Single Basing-point System
In this collusive pricing model, the oligopolists agree on a common place as the basing-point, and all the firms set the price as the production price (mill price) at the basing-point plus the transport cost from the basing-point to the place of destination. This is shown in the following Figure.
Let town A be the basing-point for all oligopolists located anywhere. The basing-point production price = AP. Delivered price increases as the distance from the basing-point increases. Let us assume that the delivered prices change as shown by curve PT in Figure. These prices are the same for all the oligopolists.
Therefore, a firm located in town E will quote the price EG to its local customers, DL to customers in town D, BK to buyers located in town B. If the production price (mill price) is, in town E, the same as in the basing-point A, the firm in E will be realising excess profits by selling to buyers located between E and C. For example, if the firm in E sells to a buyer located in D, the firm will be making an excess profit equal to D1L per unit of output, since its freight costs are given by the P1R curve.
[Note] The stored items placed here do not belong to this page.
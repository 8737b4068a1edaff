use chrono::NaiveDate;
use serde::{Deserialize, Serialize};
use std::collections::HashMap;
use tracing::{info, warn};

use crate::points::models::actions;
use crate::rank::{RankTable, RankTier};
use crate::referrals::models::ReferralMilestone;
use crate::streaks::models::StreakType;

/// Environment variable naming an optional JSON file overriding the defaults
pub const CONFIG_PATH_ENV: &str = "KUDOS_CONFIG";

/// Bonus paid to the referrer when the referred user reaches a milestone
#[derive(Debug, Clone, Copy, Serialize, Deserialize)]
pub struct ReferralBonus {
    pub pc_reward: i64,
    pub pcon_reward: i64,
}

/// One streak milestone: a bonus paid exactly when `current_count`
/// lands on `milestone`
#[derive(Debug, Clone, Serialize, Deserialize)]
pub struct StreakMilestone {
    pub milestone: i64,
    #[serde(default)]
    pub pc_bonus: i64,
    #[serde(default)]
    pub pcon_bonus: i64,
    #[serde(default)]
    pub badge_reward: Option<String>,
    #[serde(default)]
    pub recheck_achievements: bool,
}

/// Static gamification configuration loaded at startup.
/// The achievement and badge catalogs are seeded separately by the
/// idempotent initializers.
#[derive(Debug, Clone, Serialize, Deserialize)]
pub struct GamificationConfig {
    /// PC point value per action
    #[serde(default)]
    pub pc_points: HashMap<String, i64>,
    /// PCon point value per action
    #[serde(default)]
    pub pcon_points: HashMap<String, i64>,
    /// Rank tiers ordered lowest to highest
    #[serde(default)]
    pub rank_tiers: Vec<RankTier>,
    /// Milestone tables per streak type
    #[serde(default)]
    pub streak_milestones: HashMap<StreakType, Vec<StreakMilestone>>,
    /// Referrer bonuses per referral milestone
    #[serde(default)]
    pub referral_rewards: HashMap<ReferralMilestone, ReferralBonus>,
    /// Start of the all-time leaderboard window
    #[serde(default = "default_leaderboard_epoch")]
    pub leaderboard_epoch: NaiveDate,
    /// Days without activity before the maintenance sweep flags a streak
    /// inactive
    #[serde(default = "default_streak_inactivity_days")]
    pub streak_inactivity_days: i64,
}

fn default_leaderboard_epoch() -> NaiveDate {
    NaiveDate::from_ymd_opt(2020, 1, 1).unwrap()
}

fn default_streak_inactivity_days() -> i64 {
    30
}

impl Default for GamificationConfig {
    fn default() -> Self {
        let pc_points = HashMap::from([
            (actions::QUESTION_CREATED.to_string(), 5),
            (actions::ANSWER_CREATED.to_string(), 10),
            (actions::ANSWER_ACCEPTED.to_string(), 25),
            (actions::RECEIVED_UPVOTE.to_string(), 3),
            (actions::RECEIVED_DOWNVOTE.to_string(), -1),
            (actions::DAILY_LOGIN.to_string(), 1),
            (actions::PROFILE_COMPLETED.to_string(), 10),
        ]);

        let pcon_points = HashMap::from([
            (actions::QUESTION_SOLVED.to_string(), 2),
            (actions::ANSWER_ACCEPTED.to_string(), 5),
            (actions::ACHIEVEMENT_UNLOCKED.to_string(), 10),
        ]);

        let rank_tiers = vec![
            RankTier::new("Iniciante", 0, 0),
            RankTier::new("Colaborador", 50, 25),
            RankTier::new("Especialista", 150, 75),
            RankTier::new("Veterano", 300, 150),
            RankTier::new("Mestre", 1000, 400),
            RankTier::new("Lenda", 5000, 2000),
        ];

        let streak_milestones = HashMap::from([
            (
                StreakType::DailyLogin,
                vec![
                    StreakMilestone {
                        milestone: 7,
                        pc_bonus: 10,
                        pcon_bonus: 5,
                        badge_reward: Some("week_warrior".to_string()),
                        recheck_achievements: false,
                    },
                    StreakMilestone {
                        milestone: 30,
                        pc_bonus: 50,
                        pcon_bonus: 25,
                        badge_reward: Some("month_master".to_string()),
                        recheck_achievements: false,
                    },
                    StreakMilestone {
                        milestone: 100,
                        pc_bonus: 200,
                        pcon_bonus: 100,
                        badge_reward: None,
                        recheck_achievements: true,
                    },
                ],
            ),
            (
                StreakType::DailyActivity,
                vec![
                    StreakMilestone {
                        milestone: 14,
                        pc_bonus: 20,
                        pcon_bonus: 10,
                        badge_reward: None,
                        recheck_achievements: false,
                    },
                    StreakMilestone {
                        milestone: 60,
                        pc_bonus: 100,
                        pcon_bonus: 50,
                        badge_reward: None,
                        recheck_achievements: false,
                    },
                ],
            ),
        ]);

        let referral_rewards = HashMap::from([
            (
                ReferralMilestone::Signup,
                ReferralBonus {
                    pc_reward: 10,
                    pcon_reward: 5,
                },
            ),
            (
                ReferralMilestone::FirstQuestion,
                ReferralBonus {
                    pc_reward: 5,
                    pcon_reward: 3,
                },
            ),
            (
                ReferralMilestone::FirstAnswer,
                ReferralBonus {
                    pc_reward: 10,
                    pcon_reward: 5,
                },
            ),
            (
                ReferralMilestone::ActiveUser,
                ReferralBonus {
                    pc_reward: 25,
                    pcon_reward: 15,
                },
            ),
        ]);

        Self {
            pc_points,
            pcon_points,
            rank_tiers,
            streak_milestones,
            referral_rewards,
            leaderboard_epoch: default_leaderboard_epoch(),
            streak_inactivity_days: default_streak_inactivity_days(),
        }
    }
}

impl GamificationConfig {
    /// Loads configuration from the file named by KUDOS_CONFIG, falling
    /// back to the built-in defaults when unset or unreadable
    pub fn load() -> Self {
        let Ok(path) = std::env::var(CONFIG_PATH_ENV) else {
            info!("No {} set, using default gamification config", CONFIG_PATH_ENV);
            return Self::default();
        };

        match std::fs::read_to_string(&path) {
            Ok(contents) => match serde_json::from_str(&contents) {
                Ok(config) => {
                    info!(path = %path, "Loaded gamification config");
                    config
                }
                Err(e) => {
                    warn!(path = %path, error = %e, "Invalid gamification config, using defaults");
                    Self::default()
                }
            },
            Err(e) => {
                warn!(path = %path, error = %e, "Unreadable gamification config, using defaults");
                Self::default()
            }
        }
    }

    pub fn pc_value(&self, action: &str) -> i64 {
        self.pc_points.get(action).copied().unwrap_or(0)
    }

    pub fn pcon_value(&self, action: &str) -> i64 {
        self.pcon_points.get(action).copied().unwrap_or(0)
    }

    pub fn rank_table(&self) -> RankTable {
        RankTable::new(self.rank_tiers.clone())
    }

    /// The milestone whose threshold exactly equals `count`, if any
    pub fn streak_milestone(&self, streak_type: StreakType, count: i64) -> Option<&StreakMilestone> {
        self.streak_milestones
            .get(&streak_type)?
            .iter()
            .find(|m| m.milestone == count)
    }

    /// The next milestone strictly above `count`, for progress displays
    pub fn next_streak_milestone(&self, streak_type: StreakType, count: i64) -> Option<i64> {
        self.streak_milestones
            .get(&streak_type)?
            .iter()
            .map(|m| m.milestone)
            .filter(|m| *m > count)
            .min()
    }

    pub fn referral_bonus(&self, milestone: ReferralMilestone) -> Option<ReferralBonus> {
        self.referral_rewards.get(&milestone).copied()
    }
}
Such excess profits are called 'phantom freights'. The firm in E may expand its sales beyond point e in the territory-market of firms located at A, if its marginal costs are less than its mill price EP1 minus the freight it will have to cover.
i.e., MC ≤ EP1 - freight cost
or, MC + freight cost ≤ EP1 (mill price), so that the oligopolist is still making some profit.
The oligopolists may find it profitable to sell in each other's territory-markets. This is known as cross-hauling.